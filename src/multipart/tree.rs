//! Serialization of a staging tree into one multipart body

use crate::error::{EntryKind, Result};
use crate::multipart::encoder::{MultipartEncoder, PartContent, PartOptions};
use crate::staging::{Entry, StagingTree};
use crate::types::{split_mtime, Mode};
use bytes::Bytes;
use chrono::{DateTime, Utc};
use log::debug;

pub const DIRECTORY_CONTENT_TYPE: &str = "application/x-directory";

fn metadata_headers(
    mut options: PartOptions,
    mode: Option<&Mode>,
    last_modified: Option<&DateTime<Utc>>,
) -> PartOptions {
    if let Some(mode) = mode {
        options = options.header("mode", mode.to_string());
    }
    if let Some(time) = last_modified {
        let (secs, nsecs) = split_mtime(time);
        options = options
            .header("mtime", secs.to_string())
            .header("mtime-nsecs", nsecs.to_string());
    }
    options
}

impl MultipartEncoder {
    /// Append one part per tree entry, in pre-order
    ///
    /// Field names are `file`/`dir`, suffixed with a counter from the second
    /// entry of the same kind on. Directory parts have an empty body.
    /// Entries appended before a rejected header (see [`Self::append`]) stay
    /// in the encoder.
    pub fn append_tree(&mut self, tree: &StagingTree) -> Result<()> {
        let mut files = 0usize;
        let mut directories = 0usize;

        for entry in tree.iter() {
            let (kind, counter) = match entry.kind() {
                EntryKind::File => ("file", &mut files),
                EntryKind::Directory => ("dir", &mut directories),
            };
            let field = if *counter > 0 {
                format!("{}-{}", kind, counter)
            } else {
                kind.to_string()
            };
            *counter += 1;

            let options = PartOptions::new().filename(entry.path());
            match entry.entry() {
                Entry::Directory(directory) => {
                    let options = metadata_headers(
                        options.header("Content-Type", DIRECTORY_CONTENT_TYPE),
                        directory.options.mode.as_ref(),
                        directory.options.last_modified.as_ref(),
                    );
                    self.append(&field, PartContent::Bytes(Bytes::new()), options)?;
                }
                Entry::File(file) => {
                    let options = metadata_headers(
                        options,
                        file.options.mode.as_ref(),
                        file.options.last_modified.as_ref(),
                    );
                    self.append(&field, file.content().clone(), options)?;
                }
            }
        }

        debug!(
            "serialized staging tree: {} files, {} directories",
            files, directories
        );
        Ok(())
    }

    /// Encoder holding the whole tree
    pub fn from_tree(tree: &StagingTree) -> Result<Self> {
        let mut encoder = Self::new();
        encoder.append_tree(tree)?;
        Ok(encoder)
    }
}
//! Boundary token generation for multipart bodies

use uuid::Uuid;

/// Source of boundary tokens, injected so tests can pin the framing
pub trait BoundarySource: Send + Sync {
    fn boundary(&self) -> String;
}

/// Random, collision-improbable boundaries
#[derive(Debug, Clone)]
pub struct RandomBoundary {
    prefix: String,
}

impl RandomBoundary {
    pub fn new(prefix: impl Into<String>) -> Self {
        Self {
            prefix: prefix.into(),
        }
    }
}

impl Default for RandomBoundary {
    fn default() -> Self {
        Self::new("-----StorageStagingBoundary")
    }
}

impl BoundarySource for RandomBoundary {
    fn boundary(&self) -> String {
        format!("{}{}", self.prefix, Uuid::new_v4().simple())
    }
}

/// Always hands out the same boundary
#[derive(Debug, Clone, PartialEq, Eq)]
pub struct FixedBoundary(pub String);

impl BoundarySource for FixedBoundary {
    fn boundary(&self) -> String {
        self.0.clone()
    }
}
//! In-memory staging of files and directories
//!
//! This module provides the virtual filesystem that content is assembled in
//! before it is added to the storage daemon.

pub mod entry;
pub mod path;
pub mod stat;
pub mod tree;
pub mod types;

pub use entry::{
    DirectoryEntry, DirectoryId, Entry, EntryId, FileEntry, FileId, StagedEntry,
};
pub use stat::StatFuture;
pub use tree::{EntryRef, StagingTree, Walk};
pub use types::{
    Create, CreateDirectoryOptions, DirectoryOptions, FileOptions, WriteFileOptions,
    WriteOptions,
};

+ + + +

### Task item
Output exactly one stretch of the listing: from the line containing "an empty body." through the line containing "self.append(&field, PartContent::Bytes(Bytes::new()), options)?;", both end lines included.

### Expected output
    /// entry of the same kind on. Directory parts have an empty body.
    /// Entries appended before a rejected header (see [`Self::append`]) stay
    /// in the encoder.
    pub fn append_tree(&mut self, tree: &StagingTree) -> Result<()> {
        let mut files = 0usize;
        let mut directories = 0usize;

        for entry in tree.iter() {
            let (kind, counter) = match entry.kind() {
                EntryKind::File => ("file", &mut files),
                EntryKind::Directory => ("dir", &mut directories),
            };
            let field = if *counter > 0 {
                format!("{}-{}", kind, counter)
            } else {
                kind.to_string()
            };
            *counter += 1;

            let options = PartOptions::new().filename(entry.path());
            match entry.entry() {
                Entry::Directory(directory) => {
                    let options = metadata_headers(
                        options.header("Content-Type", DIRECTORY_CONTENT_TYPE),
                        directory.options.mode.as_ref(),
                        directory.options.last_modified.as_ref(),
                    );
                    self.append(&field, PartContent::Bytes(Bytes::new()), options)?;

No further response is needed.